Everything. Even in darkness, the walls of the palace still somehow gleamed the purest white the Thief had ever seen. The ornate gold that shone and speckled about the palace decor, found embedded in everything from pillars to candlesticks, radiated a quality and age that the Thief was certain she'd never see again. Between the maroon silk carpets, the paintings on the walls and the vases, the Thief could have taken anything in the palace and been set for the rest of her life.

But there was one thing that stood miles above the rest. An artifact that simply could not be priced. An item that would turn her into a folktale only told in whispers.
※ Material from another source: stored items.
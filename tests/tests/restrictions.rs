//! Restriction scenarios: per-container refinements, their union over the
//! ancestor chain and inherited lookup.

use ontic_tests::prelude::*;

fn restricted(tx: &mut MetaTx<'_>) -> SchemaResult<()> {
    let schema = tx.schema();
    let thing = class(schema, "Thing")?;
    let organism = class(schema, "Organism")?;
    let person = class(schema, "Person")?;
    let name = property(schema, "name")?;
    let size = property(schema, "size")?;

    let on_thing = tx.class_restriction(thing, name)?;
    tx.set_min_cardinality(on_thing, Some(1))?;
    let on_organism = tx.class_restriction(organism, size)?;
    tx.set_max_cardinality(on_organism, Some(1))?;
    let on_person = tx.class_restriction(person, name)?;
    tx.set_collection_behaviour(on_person, Some(CollectionBehaviour::List))?;
    Ok(())
}

mod union {
    use super::*;

    pub fn scenario() -> Scenario {
        Scenario::new("union")
            .ontology(organisms)
            .ontology(restricted)
            .step(
                "cyborg_below_person_and_organism",
                |tx| {
                    let global = tx.model().global_namespace();
                    let cyborg = tx.class(global, "Cyborg")?;
                    let schema = tx.schema();
                    let person = class(schema, "Person")?;
                    let organism = class(schema, "Organism")?;
                    tx.add_super(cyborg, person)?;
                    tx.add_super(cyborg, organism)
                },
                |a| a.created(1),
            )
            .query(
                "person_sees_three",
                |s| s.all_restrictions(class(s, "Person")?),
                |a| a.rows(3),
            )
            .query(
                "cyborg_sees_each_once",
                |s| s.all_restrictions(class(s, "Cyborg")?),
                |a| a.rows(3),
            )
            .query(
                "nearest_first",
                |s| {
                    let all = s.all_restrictions(class(s, "Person")?)?;
                    let direct = s.direct_restrictions(class(s, "Person")?)?;
                    Ok(all.first() == direct.first() && direct.len() == 1)
                },
                |a| a.value(true),
            )
            .query(
                "restrictions_of_name",
                |s| s.restrictions_of(property(s, "name")?),
                |a| a.rows(2),
            )
            .query(
                "restriction_knows_its_ends",
                |s| {
                    let person = class(s, "Person")?;
                    let name = property(s, "name")?;
                    let Some(restriction) = s.restriction(person, name)? else {
                        return Ok(false);
                    };
                    Ok(s.restriction_container(restriction)? == ContainerId::Class(person)
                        && s.restriction_constrainable(restriction)?
                            == ConstrainableId::Property(name))
                },
                |a| a.value(true),
            )
    }

    #[test]
    fn test_all_restrictions_is_a_union_without_duplicates() {
        scenario().run().unwrap();
    }
}

mod single_restriction {
    use super::*;

    fn chain(tx: &mut MetaTx<'_>) -> SchemaResult<()> {
        let global = tx.model().global_namespace();
        let a = tx.class(global, "A")?;
        let b = tx.class(global, "B")?;
        let c = tx.class(global, "C")?;
        tx.add_super(a, b)?;
        tx.add_super(b, c)?;
        let p = tx.add_required_property(c, "p")?;
        tx.class_restriction(b, p)?;
        Ok(())
    }

    pub fn scenario() -> Scenario {
        Scenario::new("single_restriction")
            .ontology(chain)
            .query(
                "a_sees_only_bs",
                |s| {
                    let all = s.all_restrictions(class(s, "A")?)?;
                    Ok(all == s.direct_restrictions(class(s, "B")?)?)
                },
                |a| a.value(true),
            )
            .query(
                "a_owns_none",
                |s| s.direct_restrictions(class(s, "A")?),
                |a| a.empty(),
            )
            .query(
                "c_sees_none",
                |s| s.all_restrictions(class(s, "C")?),
                |a| a.empty(),
            )
    }

    #[test]
    fn test_restriction_on_middle_class_is_collected_once() {
        scenario().run().unwrap();
    }
}

mod lookup {
    use super::*;

    pub fn scenario() -> Scenario {
        Scenario::new("lookup")
            .ontology(organisms)
            .ontology(restricted)
            .query(
                "person_size_from_organism",
                |s| s.lookup(property(s, "size")?, &MaxCardinality, &[class(s, "Person")?]),
                |a| a.value(1u32),
            )
            .query(
                "person_name_min_from_thing",
                |s| s.lookup(property(s, "name")?, &MinCardinality, &[class(s, "Person")?]),
                |a| a.value(1u32),
            )
            .query(
                "person_name_behaviour_is_own",
                |s| {
                    s.lookup(
                        property(s, "name")?,
                        &CollectionBehaviourFinder,
                        &[class(s, "Person")?],
                    )
                },
                |a| a.value("list"),
            )
            .query(
                "thing_has_no_behaviour",
                |s| {
                    s.lookup(
                        property(s, "name")?,
                        &CollectionBehaviourFinder,
                        &[class(s, "Thing")?],
                    )
                },
                |a| a.none(),
            )
            .step(
                "person_tightens_size",
                |tx| {
                    let schema = tx.schema();
                    let person = class(schema, "Person")?;
                    let size = property(schema, "size")?;
                    let restriction = tx.class_restriction(person, size)?;
                    tx.set_cardinality(restriction, Some(0), Some(0))
                },
                |a| a.created(1),
            )
            .query(
                "nearest_restriction_wins",
                |s| s.lookup(property(s, "size")?, &MaxCardinality, &[class(s, "Person")?]),
                |a| a.value(0u32),
            )
            .query(
                "organism_unaffected",
                |s| s.lookup(property(s, "size")?, &MaxCardinality, &[class(s, "Organism")?]),
                |a| a.value(1u32),
            )
            .query(
                "closure_finder",
                |s| {
                    let tightest = finder(|schema: Schema<'_>, r: RestrictableId| {
                        Ok(schema.max_cardinality(r)?.map(|max| max + 10))
                    });
                    s.lookup(property(s, "size")?, &tightest, &[class(s, "Organism")?])
                },
                |a| a.value(11u32),
            )
    }

    #[test]
    fn test_lookup_resolves_through_inheritance() {
        scenario().run().unwrap();
    }
}

mod domains {
    use super::*;

    pub fn scenario() -> Scenario {
        Scenario::new("domains")
            .ontology(organisms)
            .ontology(contacts)
            .step(
                "organism_phone",
                |tx| {
                    let schema = tx.schema();
                    let organism = class(schema, "Organism")?;
                    let phone = property(schema, "phone")?;
                    tx.restriction(organism, phone, true)
                },
                |a| a.error_matches("not in the domain"),
            )
            .step(
                "person_name_is_inherited_domain",
                |tx| {
                    let schema = tx.schema();
                    let person = class(schema, "Person")?;
                    let name = property(schema, "name")?;
                    tx.restriction(person, name, true)
                },
                |a| a.created(1),
            )
            .step(
                "lookup_without_create",
                |tx| {
                    let schema = tx.schema();
                    let person = class(schema, "Person")?;
                    let phone = property(schema, "phone")?;
                    tx.restriction(person, phone, false)
                },
                |a| a.none().unchanged(),
            )
            .step(
                "min_above_max",
                |tx| {
                    let phone = property(tx.schema(), "phone")?;
                    tx.set_cardinality(phone, Some(3), Some(1))
                },
                |a| a.error_matches("^Invalid argument"),
            )
    }

    #[test]
    fn test_restrictions_require_domain_membership() {
        scenario().run().unwrap();
    }

    #[test]
    fn test_relaxed_domain_allows_any_pair() {
        Scenario::new("relaxed_domains")
            .config(ModelConfig::new().with_strict_domain(false))
            .ontology(organisms)
            .ontology(contacts)
            .step(
                "organism_phone",
                |tx| {
                    let schema = tx.schema();
                    let organism = class(schema, "Organism")?;
                    let phone = property(schema, "phone")?;
                    tx.restriction(organism, phone, true)
                },
                |a| a.created(1),
            )
            .run()
            .unwrap();
    }
}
There were guards, of course. The Thief had studied them well, and on many moonless nights simply stood in the corners by the window and watched. Every step of every routine, every breath and every movement. There wasn't a thing the guards could do that the Thief had yet to see, and with this heist, her scouting clearly paid off in spades. One of the guards, a large, ordinary looking stallion with a coat that changed color with the flicker of his candle, mindlessly drifted across the hallway the Thief had been occupying. Bathing in the shadows, she cautiously crept across the right side wall, a candle illuminating only just in front of her. Her eyes darted back and forth in a calm paranoia, scouting for an outlier.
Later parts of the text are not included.